#[cfg(test)]
mod tests {
    use super::*;
    use crate::crypto::generate_signing_key;
    use crate::policy::Policy;
    use crate::policy_update::{build, sign_legacy, BuildOptions};
    use serde_json::json;
    use tempfile::tempdir;

    fn ts(secs: i64) -> OffsetDateTime {
        OffsetDateTime::from_unix_timestamp(1_700_000_000 + secs).unwrap()
    }

    fn update_at(village: &str, secs: i64, window: u64) -> PolicyUpdate {
        let policy = Policy(json!({"visibility": "village", "max_window_days": window}));
        build(village, policy, None, ts(secs), BuildOptions::default())
    }

    #[test]
    fn store_then_iter_round_trips_and_sorts() {
        let dir = tempdir().unwrap();
        let u1 = update_at("v1", 10, 30);
        let u2 = update_at("v1", 5, 60);
        store(dir.path(), &u1).unwrap();
        store(dir.path(), &u2).unwrap();
        let listed = iter(dir.path(), "v1").unwrap();
        assert_eq!(listed.len(), 2);
        assert_eq!(listed[0].policy_hash, u2.policy_hash);
        assert_eq!(listed[1].policy_hash, u1.policy_hash);
    }

    #[test]
    fn store_is_idempotent_on_policy_hash() {
        let dir = tempdir().unwrap();
        let u = update_at("v1", 0, 30);
        let p1 = store(dir.path(), &u).unwrap();
        let p2 = store(dir.path(), &u).unwrap();
        assert_eq!(p1, p2);
        assert_eq!(iter(dir.path(), "v1").unwrap().len(), 1);
    }

    #[test]
    fn latest_picks_max_created_at_then_policy_hash() {
        let dir = tempdir().unwrap();
        store(dir.path(), &update_at("v1", 1, 30)).unwrap();
        let newest = update_at("v1", 99, 45);
        store(dir.path(), &newest).unwrap();
        let got = latest(dir.path(), "v1").unwrap().unwrap();
        assert_eq!(got.policy_hash, newest.policy_hash);
    }

    #[test]
    fn filter_since_excludes_named_hash_and_earlier() {
        let dir = tempdir().unwrap();
        let u1 = update_at("v1", 1, 10);
        let u2 = update_at("v1", 2, 20);
        let u3 = update_at("v1", 3, 30);
        store(dir.path(), &u1).unwrap();
        store(dir.path(), &u2).unwrap();
        store(dir.path(), &u3).unwrap();
        let after = filter_since(dir.path(), "v1", Some(&u1.policy_hash)).unwrap();
        assert_eq!(after.len(), 2);
        assert_eq!(after[0].policy_hash, u2.policy_hash);
    }

    #[test]
    fn pagination_has_no_gaps_or_duplicates() {
        let list: Vec<PolicyUpdate> = (0..7).map(|i| update_at("v1", i, 10 + i as u64)).collect();
        let mut seen = Vec::new();
        let mut cursor: Option<String> = None;
        loop {
            let page = paginate(&list, cursor.as_deref(), 3);
            seen.extend(page.items.iter().map(|u| u.policy_hash.clone()));
            match page.next_cursor {
                Some(c) => cursor = Some(c),
                None => break,
            }
        }
        let expected: Vec<String> = list.iter().map(|u| u.policy_hash.clone()).collect();
        assert_eq!(seen, expected);
    }

    #[test]
    fn limit_is_clamped_into_range() {
        let list: Vec<PolicyUpdate> = (0..3).map(|i| update_at("v1", i, 10)).collect();
        let page = paginate(&list, None, 0);
        assert_eq!(page.items.len(), 1);
        let page = paginate(&list, None, 10_000);
        assert_eq!(page.items.len(), 3);
    }

    #[test]
    fn empty_feed_manifest_uses_zero_seed_and_empty_root() {
        let dir = tempdir().unwrap();
        fs::create_dir_all(dir.path().join("villages").join("v1")).unwrap();
        let manifest = build_manifest(dir.path(), "v1", ts(0)).unwrap();
        assert_eq!(manifest.count, 0);
        assert_eq!(manifest.merkle_root, crate::canon::empty_root_hex());
        assert_eq!(manifest.chain_head, crate::canon::zero_hash_hex());
        assert!(manifest.head_policy_hash.is_none());
    }

    #[test]
    fn signed_manifest_verifies_and_rejects_untrusted_signer() {
        let dir = tempdir().unwrap();
        store(dir.path(), &update_at("v1", 0, 30)).unwrap();
        let manifest = build_manifest(dir.path(), "v1", ts(1)).unwrap();
        let key = generate_signing_key();
        let signed = sign_manifest(manifest, &key);
        assert!(verify_manifest(&signed, None).unwrap());

        let other_hash = crate::canon::key_hash(&generate_signing_key().verifying_key().to_bytes());
        let trusted: HashSet<String> = [other_hash].into_iter().collect();
        assert!(!verify_manifest(&signed, Some(&trusted)).unwrap());
    }

    #[test]
    fn signer_allowed_requires_signature_when_policy_demands_it() {
        let policy = Policy(json!({"require_policy_signature": true}));
        let unsigned = update_at("v1", 0, 30);
        let err = signer_allowed(&policy, &unsigned).unwrap_err();
        assert_eq!(err.to_string(), "invalid signature: signature required");

        let key = generate_signing_key();
        let signed = sign_legacy(unsigned, &key);
        assert!(signer_allowed(&policy, &signed).is_ok());
    }

    #[test]
    fn signer_allowed_dispatches_to_weighted_quorum_model() {
        let k1 = generate_signing_key();
        let k2 = generate_signing_key();
        let h1 = crate::canon::key_hash(&k1.verifying_key().to_bytes());
        let h2 = crate::canon::key_hash(&k2.verifying_key().to_bytes());
        let policy = Policy(json!({
            "require_policy_signature": true,
            "policy_quorum": {"model": "weighted", "threshold_weight": 3.0},
            "policy_signer_weights": {h1.clone(): 2.0, h2.clone(): 2.0},
        }));
        let unsigned = update_at("v1", 0, 30);
        let once_signed = policy_update::add_signature(unsigned, &k1);
        assert!(signer_allowed(&policy, &once_signed).is_err());
        let twice_signed = policy_update::add_signature(once_signed, &k2);
        assert!(signer_allowed(&policy, &twice_signed).is_ok());
    }
}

+--

TASK DETAILS:
Output must be limited to the lines beginning with the one that contains "assert!(signer_allowed(&policy, &signed).is_ok());" and ending with the last line of the entries, reproduced exactly.

RESPONSE BELOW:
        assert!(signer_allowed(&policy, &signed).is_ok());
    }

    #[test]
    fn signer_allowed_dispatches_to_weighted_quorum_model() {
        let k1 = generate_signing_key();
        let k2 = generate_signing_key();
        let h1 = crate::canon::key_hash(&k1.verifying_key().to_bytes());
        let h2 = crate::canon::key_hash(&k2.verifying_key().to_bytes());
        let policy = Policy(json!({
            "require_policy_signature": true,
            "policy_quorum": {"model": "weighted", "threshold_weight": 3.0},
            "policy_signer_weights": {h1.clone(): 2.0, h2.clone(): 2.0},
        }));
        let unsigned = update_at("v1", 0, 30);
        let once_signed = policy_update::add_signature(unsigned, &k1);
        assert!(signer_allowed(&policy, &once_signed).is_err());
        let twice_signed = policy_update::add_signature(once_signed, &k2);
        assert!(signer_allowed(&policy, &twice_signed).is_ok());
    }
}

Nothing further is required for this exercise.